L'arca olearia
Il carbone di nocciolo d'olivo è perfetto per il barbecue ed è pure ecocompatibile
Il nocciolo d'olivo già ora è utilizzato nelle caldaie a pellet. Una società greca ha scoperto che è possibile ottenerne anche una carbonella ad alto potere calorifico e con basse emissioni
03 settembre 2020 | T N
L'European Business Awards for the Environment 2019 è andato a un'azienda greca, la Klimis, che ha prodotto la carbonella da nocciolo d'olivo.

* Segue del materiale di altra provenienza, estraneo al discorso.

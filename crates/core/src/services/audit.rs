//! Audit trail of privileged admin operations.

use std::sync::Arc;

use serde::Serialize;
use tracing::info;

use coterie_common::AppResult;
use coterie_store::{
    CREATED_AT_FIELD, DocumentStore, collections, records::AuditLogEntry, to_fields,
};

use super::authorization::AdminActor;
use super::cascade::CascadeOutcome;

/// Action name recorded for user deletions.
const ACTION_DELETE_USER: &str = "deleteUser";

/// An audit entry read back from the store.
#[derive(Debug, Clone, Serialize)]
#[serde(rename_all = "camelCase")]
pub struct AuditLogRecord {
    /// Store-assigned document id.
    pub id: String,
    /// Store-assigned append time, RFC 3339.
    pub created_at: Option<String>,
    /// The recorded entry.
    #[serde(flatten)]
    pub entry: AuditLogEntry,
}

/// Writes and reads the append-only `adminLogs` collection.
#[derive(Clone)]
pub struct AuditRecorder {
    store: Arc<dyn DocumentStore>,
}

impl AuditRecorder {
    /// Create a new audit recorder.
    #[must_use]
    pub fn new(store: Arc<dyn DocumentStore>) -> Self {
        Self { store }
    }

    /// Append the audit entry for one completed deletion cascade.
    ///
    /// Exactly one entry per successful operation. The store assigns the
    /// `createdAt` timestamp on append.
    pub async fn record_user_deletion(
        &self,
        admin: &AdminActor,
        outcome: &CascadeOutcome,
    ) -> AppResult<()> {
        let entry = AuditLogEntry {
            action: ACTION_DELETE_USER.to_string(),
            admin_uid: admin.user_id.clone(),
            admin_email: admin.email.clone(),
            target_user_id: outcome.target_user_id.clone(),
            target_user_email: outcome.target_email.clone(),
            details: outcome.counts.clone(),
        };

        let fields = to_fields(&entry)?;
        let doc = self.store.append(collections::ADMIN_LOGS, fields).await?;
        info!(
            audit_id = %doc.id,
            admin_uid = %admin.user_id,
            target_user_id = %outcome.target_user_id,
            "recorded deleteUser audit entry"
        );
        Ok(())
    }

    /// The most recent audit entries, newest first.
    pub async fn list_recent(&self, limit: u64) -> AppResult<Vec<AuditLogRecord>> {
        let mut docs = self.store.list(collections::ADMIN_LOGS).await?;
        docs.sort_by(|a, b| {
            b.str_field(CREATED_AT_FIELD)
                .cmp(&a.str_field(CREATED_AT_FIELD))
        });
        docs.truncate(limit as usize);

        docs.into_iter()
            .map(|doc| {
                let entry: AuditLogEntry = doc.decode()?;
                Ok(AuditLogRecord {
                    created_at: doc.str_field(CREATED_AT_FIELD).map(ToString::to_string),
                    id: doc.id,
                    entry,
                })
            })
            .collect()
    }
}
//! Admin authorization guard for privileged operations.

use std::sync::Arc;

use coterie_common::{AppError, AppResult};
use coterie_store::{Caller, DocumentStore, collections, records::UserRecord};

/// The verified administrator a privileged operation runs as.
#[derive(Debug, Clone, PartialEq, Eq)]
pub struct AdminActor {
    /// The admin's user id.
    pub user_id: String,
    /// The admin's email, as recorded on their user document.
    pub email: Option<String>,
}

/// Gates privileged operations on the caller's `isAdmin` flag.
#[derive(Clone)]
pub struct AuthorizationService {
    store: Arc<dyn DocumentStore>,
}

impl AuthorizationService {
    /// Create a new authorization service.
    #[must_use]
    pub fn new(store: Arc<dyn DocumentStore>) -> Self {
        Self { store }
    }

    /// Verify that the caller is an authenticated administrator.
    ///
    /// Costs exactly one point read of the caller's own user document and
    /// mutates nothing. An authenticated caller without a user document is
    /// denied, not treated as missing data.
    pub async fn require_admin(&self, caller: Option<&Caller>) -> AppResult<AdminActor> {
        let Some(caller) = caller else {
            return Err(AppError::Unauthenticated(
                "User must be authenticated.".to_string(),
            ));
        };

        let doc = self
            .store
            .get(collections::USERS, &caller.user_id)
            .await?
            .ok_or_else(|| {
                AppError::PermissionDenied("Admin user not found in database.".to_string())
            })?;

        let record: UserRecord = doc.decode()?;
        if !record.is_admin {
            return Err(AppError::PermissionDenied(
                "Only admins can delete users.".to_string(),
            ));
        }

        Ok(AdminActor {
            user_id: caller.user_id.clone(),
            email: record.email,
        })
    }
}

#[cfg(test)]
#[allow(clippy::unwrap_used)]
mod tests {
    use super::*;
    use coterie_store::test_utils::CountingStore;
    use coterie_store::{MemoryStore, to_fields};
    use serde_json::json;

    fn caller(user_id: &str) -> Caller {
        Caller {
            user_id: user_id.to_string(),
        }
    }

    async fn seed_user(store: &MemoryStore, id: &str, is_admin: bool) {
        let fields = match json!({"email": format!("{id}@example.com"), "isAdmin": is_admin}) {
            serde_json::Value::Object(map) => map,
            _ => unreachable!(),
        };
        store.insert(collections::USERS, id, fields).await;
    }

    #[tokio::test]
    async fn missing_caller_is_unauthenticated_without_store_traffic() {
        let mem = Arc::new(MemoryStore::new());
        let counting = Arc::new(CountingStore::new(mem));
        let service = AuthorizationService::new(counting.clone());

        let err = service.require_admin(None).await.unwrap_err();
        assert!(matches!(err, AppError::Unauthenticated(_)));
        assert_eq!(counting.reads(), 0);
        assert_eq!(counting.writes(), 0);
    }

    #[tokio::test]
    async fn caller_without_user_document_is_denied() {
        let store = Arc::new(MemoryStore::new());
        let service = AuthorizationService::new(store);

        let err = service
            .require_admin(Some(&caller("ghost")))
            .await
            .unwrap_err();
        match err {
            AppError::PermissionDenied(message) => {
                assert_eq!(message, "Admin user not found in database.");
            }
            other => panic!("expected PermissionDenied, got {other:?}"),
        }
    }

    #[tokio::test]
    async fn non_admin_caller_is_denied() {
        let store = Arc::new(MemoryStore::new());
        seed_user(&store, "u1", false).await;
        let service = AuthorizationService::new(store);

        let err = service
            .require_admin(Some(&caller("u1")))
            .await
            .unwrap_err();
        match err {
            AppError::PermissionDenied(message) => {
                assert_eq!(message, "Only admins can delete users.");
            }
            other => panic!("expected PermissionDenied, got {other:?}"),
        }
    }

    #[tokio::test]
    async fn admin_caller_passes_with_email() {
        let store = Arc::new(MemoryStore::new());
        seed_user(&store, "admin-1", true).await;
        let service = AuthorizationService::new(store);

        let actor = service
            .require_admin(Some(&caller("admin-1")))
            .await
            .unwrap();
        assert_eq!(actor.user_id, "admin-1");
        assert_eq!(actor.email.as_deref(), Some("admin-1@example.com"));
    }

    #[tokio::test]
    async fn admin_flag_missing_counts_as_non_admin() {
        let store = Arc::new(MemoryStore::new());
        let fields = to_fields(&UserRecord {
            email: None,
            is_admin: false,
        })
        .unwrap();
        store.insert(collections::USERS, "u2", fields).await;
        let service = AuthorizationService::new(store);

        let err = service
            .require_admin(Some(&caller("u2")))
            .await
            .unwrap_err();
        assert!(matches!(err, AppError::PermissionDenied(_)));
    }
}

Klimis, oltre a produrre il classico pellet di nocciolo d'oliva, ha anche raccolto la polvere nera prodotta dalla combustione incompleta dei noccioli di oliva nel forno e ha creato un perfetto combustibile per barbecue (brevettato dall'UE) che non emette odori, fumo o scintille.
I cosiddetti OleaBriq sono pastiglie nere, facili da accendere, non contengono sostanze chimiche, hanno un alto potere calorifico di 6366 kcal/kg ed emettono il 30% in meno di monossido di carbonio rispetto al carbone.
In teoria se tutto il nocciolo d'oliva fosse recuperato e utilizzato a fini energetici si potrebbe arrivare, a seconda dei singoli Paesi, allo 0,2-0,5% del consumo energetico nazionale ottenuto da questo sottoprodotto dell'olivicoltura.